De Groninger architect Jurjen van der Meer, net als De Willigen partner bij architectenbureau De Zwarte Hond, deed in de jaren tachtig een oproep om de stad te benaderen als een samenhangend stelsel van openbare ruimten. Dit idee sluit aan bij de beroemde plattegrond die de Italiaanse architect Giambattista Nolli in 1748 van Rome tekende, waarbij hij publieke interieurs zoals kerken weergaf als verlengstuk van de straat. Een idee dat uiteindelijk in Groningen landde mede dankzij drie Italiaanse architecten. 

Die ‘Italiaanse’ aanpak, waarbij het gebouw als een stuk stad wordt beschouwd, zie je terug in recente bouwprojecten zoals de Kunstwerf, het nieuwe onderkomen voor vier theatergezelschappen in het Ebbingekwartier. 

Organiseer ontwerpprijsvragen

Dit soort vernieuwende projecten kon tot stand komen met dank aan de architectuurcompetities die Groningen veelvuldig organiseert.
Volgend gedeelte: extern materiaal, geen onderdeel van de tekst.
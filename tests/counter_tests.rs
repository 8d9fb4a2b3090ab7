// Host-side tests for the eased stat counters.

use fx_core::constants::COUNTER_VIEWPORT_FRACTION;
use fx_core::{ease_out_cubic, CounterAnimation, CounterGate};

#[test]
fn ease_out_cubic_endpoints_and_shape() {
    assert_eq!(ease_out_cubic(0.0), 0.0);
    assert_eq!(ease_out_cubic(1.0), 1.0);
    assert!((ease_out_cubic(0.5) - 0.875).abs() < 1e-12);
    // Clamped outside the unit range.
    assert_eq!(ease_out_cubic(-1.0), 0.0);
    assert_eq!(ease_out_cubic(2.0), 1.0);
}

#[test]
fn counter_is_monotonic_and_ends_exact() {
    for target in [1_i64, 7, 15, 150, 999, 1_000_000] {
        let mut c = CounterAnimation::new(target);
        let mut last = 0;
        let mut t = 500.0; // arbitrary first rAF timestamp
        let end = t + 2000.0;
        loop {
            let s = c.sample(t);
            assert!(s.value >= last, "target {target}: {} < {last}", s.value);
            assert!(s.value <= target);
            last = s.value;
            if s.done {
                assert_eq!(s.value, target);
                assert!(t >= end);
                break;
            }
            t += 16.7;
        }
    }
}

#[test]
fn late_frame_snaps_to_target() {
    let mut c = CounterAnimation::new(42);
    c.sample(0.0);
    let s = c.sample(10_000.0);
    assert!(s.done);
    assert_eq!(s.value, 42);
}

#[test]
fn first_pass_starts_only_cards_in_view() {
    let mut gate = CounterGate::default();
    // 0.9 * 1000 = 900: the first two cards are in the zone, the third is not.
    let picked = gate.select(&[120.0, 850.0, 1400.0], 1000.0, COUNTER_VIEWPORT_FRACTION);
    assert_eq!(picked, vec![0, 1]);
    assert!(gate.has_run());
}

#[test]
fn later_passes_start_nothing() {
    let mut gate = CounterGate::default();
    assert_eq!(
        gate.select(&[850.0, 1400.0, 2000.0], 1000.0, COUNTER_VIEWPORT_FRACTION),
        vec![0]
    );
    // Everything has scrolled into view now, but the counters already ran.
    let again = gate.select(&[-400.0, 100.0, 600.0], 1000.0, COUNTER_VIEWPORT_FRACTION);
    assert!(again.is_empty());
}

#[test]
fn pass_with_nothing_in_view_does_not_latch() {
    let mut gate = CounterGate::default();
    assert!(gate
        .select(&[1200.0, 1800.0], 1000.0, COUNTER_VIEWPORT_FRACTION)
        .is_empty());
    assert!(!gate.has_run());
    assert_eq!(
        gate.select(&[300.0, 900.5], 1000.0, COUNTER_VIEWPORT_FRACTION),
        vec![0]
    );
}

#[test]
fn no_cards_never_latch() {
    let mut gate = CounterGate::default();
    assert!(gate.select(&[], 1000.0, COUNTER_VIEWPORT_FRACTION).is_empty());
    assert!(!gate.has_run());
}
Het idee daarbij is dat er gekozen wordt op basis van het beste plan, in plaats van de laagste prijs en een bepaalde omzet en ervaring die vereist is bij traditionele aanbestedingen. Op die manier had het jonge bureau NL Architects in 2007 bijvoorbeeld nooit de opdracht voor het Forum kunnen binnenhalen.
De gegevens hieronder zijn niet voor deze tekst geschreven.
//! Configuration management

use serde::{Deserialize, Serialize};
use std::path::Path;
use tracing::{info, warn};

use crate::core::errors::{RelayError, Result};
use crate::core::models::InferenceBackend;

/// Model served by the hosted inference API unless overridden
pub const DEFAULT_MODEL_ID: &str = "williampepple1/ibani-translator";

/// Base URL of the hosted inference API
pub const DEFAULT_HOSTED_BASE_URL: &str = "https://router.huggingface.co/hf-inference/models";

/// Configuration for the relay, loaded once at startup
#[derive(Debug, Clone, PartialEq, Serialize, Deserialize)]
#[serde(default)]
pub struct RelayConfig {
    pub host: String,
    pub port: u16,
    pub access_token: Option<String>,
    pub model_id: String,
    pub hosted_base_url: String,
    pub custom_inference_url: Option<String>,
    pub backend: InferenceBackend,
    pub allowed_origins: Vec<String>,
    pub timeout_ms: u64,
}

impl Default for RelayConfig {
    fn default() -> Self {
        Self {
            host: "0.0.0.0".to_string(),
            port: 5000,
            access_token: None,
            model_id: DEFAULT_MODEL_ID.to_string(),
            hosted_base_url: DEFAULT_HOSTED_BASE_URL.to_string(),
            custom_inference_url: None,
            backend: InferenceBackend::Hosted,
            allowed_origins: vec!["*".to_string()],
            timeout_ms: 30000,
        }
    }
}

impl RelayConfig {
    /// Load configuration from environment variables
    pub fn from_env() -> anyhow::Result<Self> {
        Self::from_vars(|key| std::env::var(key).ok())
    }

    /// Load configuration from an arbitrary variable lookup.
    ///
    /// Blank values are treated as unset.
    pub fn from_vars<F>(lookup: F) -> anyhow::Result<Self>
    where
        F: Fn(&str) -> Option<String>,
    {
        let var = |key: &str| {
            lookup(key)
                .map(|v| v.trim().to_string())
                .filter(|v| !v.is_empty())
        };
        let defaults = Self::default();

        let host = var("HOST").unwrap_or(defaults.host);

        let port = match var("PORT") {
            Some(port) => port
                .parse::<u16>()
                .map_err(|e| anyhow::anyhow!("invalid PORT {:?}: {}", port, e))?,
            None => defaults.port,
        };

        let timeout_ms = match var("REQUEST_TIMEOUT_MS") {
            Some(timeout) => timeout
                .parse::<u64>()
                .map_err(|e| anyhow::anyhow!("invalid REQUEST_TIMEOUT_MS {:?}: {}", timeout, e))?,
            None => defaults.timeout_ms,
        };

        let custom_inference_url = var("CUSTOM_INFERENCE_URL");

        let explicit_backend = var("INFERENCE_BACKEND")
            .map(|name| name.parse::<InferenceBackend>())
            .transpose()
            .map_err(anyhow::Error::msg)?;
        let backend = select_backend(explicit_backend, custom_inference_url.as_deref());

        let allowed_origins = match var("ALLOWED_ORIGINS") {
            Some(origins) => origins
                .split(',')
                .map(|o| o.trim().to_string())
                .filter(|o| !o.is_empty())
                .collect(),
            None => defaults.allowed_origins,
        };

        let config = Self {
            host,
            port,
            access_token: var("HUGGING_FACE_ACCESS_TOKEN"),
            model_id: var("MODEL_ID").unwrap_or(defaults.model_id),
            hosted_base_url: var("HOSTED_INFERENCE_BASE_URL").unwrap_or(defaults.hosted_base_url),
            custom_inference_url,
            backend,
            allowed_origins,
            timeout_ms,
        };
        config.validate()?;

        info!(
            "Loaded configuration: backend={}, model={}",
            config.backend, config.model_id
        );

        Ok(config)
    }

    /// Load from JSON file
    pub fn from_file<P: AsRef<Path>>(path: P) -> anyhow::Result<Self> {
        let content = std::fs::read_to_string(path)?;
        let raw: serde_json::Value = serde_json::from_str(&content)?;
        let explicit_backend = raw
            .get("backend")
            .map(|backend| serde_json::from_value::<InferenceBackend>(backend.clone()))
            .transpose()?;

        let mut config: Self = serde_json::from_value(raw)?;
        config.custom_inference_url = config
            .custom_inference_url
            .filter(|url| !url.trim().is_empty());
        config.backend = select_backend(explicit_backend, config.custom_inference_url.as_deref());
        config.validate()?;
        Ok(config)
    }

    /// Validate configuration
    pub fn validate(&self) -> anyhow::Result<()> {
        if self.port == 0 {
            return Err(anyhow::anyhow!("port must be greater than 0"));
        }

        if self.timeout_ms == 0 {
            return Err(anyhow::anyhow!("timeout_ms must be greater than 0"));
        }

        if self.model_id.trim().is_empty() {
            return Err(anyhow::anyhow!("model id is required"));
        }

        if self.hosted_base_url.trim().is_empty() {
            return Err(anyhow::anyhow!("hosted inference base URL is required"));
        }

        if let Some(origin) = self
            .allowed_origins
            .iter()
            .find(|o| {
                o.trim().trim_end_matches('/').is_empty() || o.chars().any(char::is_whitespace)
            })
        {
            return Err(anyhow::anyhow!("invalid allowed origin: {:?}", origin));
        }

        // Requests fail with a configuration error until the URL is provided.
        if self.backend == InferenceBackend::Custom && self.custom_inference_url.is_none() {
            warn!("Custom inference backend selected but CUSTOM_INFERENCE_URL is not set");
        }

        if self.backend == InferenceBackend::Hosted && self.access_token.is_none() {
            warn!("HUGGING_FACE_ACCESS_TOKEN is not set; requests are sent unauthenticated");
        }

        Ok(())
    }

    /// Whether a self-hosted endpoint is selected and has a URL
    pub fn uses_custom_inference(&self) -> bool {
        self.backend == InferenceBackend::Custom && self.custom_inference_url.is_some()
    }

    /// Resolve the URL the relay forwards to
    pub fn inference_url(&self) -> Result<String> {
        match self.backend {
            InferenceBackend::Hosted => Ok(format!(
                "{}/{}",
                self.hosted_base_url.trim_end_matches('/'),
                self.model_id
            )),
            InferenceBackend::Custom => {
                self.custom_inference_url
                    .clone()
                    .ok_or_else(|| RelayError::Configuration {
                        message: "CUSTOM_INFERENCE_URL is not configured".to_string(),
                    })
            }
        }
    }

    /// Copy with the access token masked, for display
    pub fn redacted(&self) -> Self {
        Self {
            access_token: self.access_token.as_ref().map(|_| "***".to_string()),
            ..self.clone()
        }
    }
}

/// An explicit backend wins; otherwise a custom URL selects the custom backend.
fn select_backend(explicit: Option<InferenceBackend>, custom_url: Option<&str>) -> InferenceBackend {
    match explicit {
        Some(backend) => backend,
        None if custom_url.is_some() => InferenceBackend::Custom,
        None => InferenceBackend::Hosted,
    }
}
In 1780 werd in Groningen door de toenmalige burgemeester de allereerste ontwerpprijsvraag van Nederland uitgeschreven, voor een nieuw stadhuis aan de Grote Markt. Winnaar was het – voor die tijd zeer moderne – neoclassicistische ontwerp van architect Jacob Otten Husly. De burgemeester stelde slechts een voorwaarde: hij wilde, en kreeg, een zuilenportiek. 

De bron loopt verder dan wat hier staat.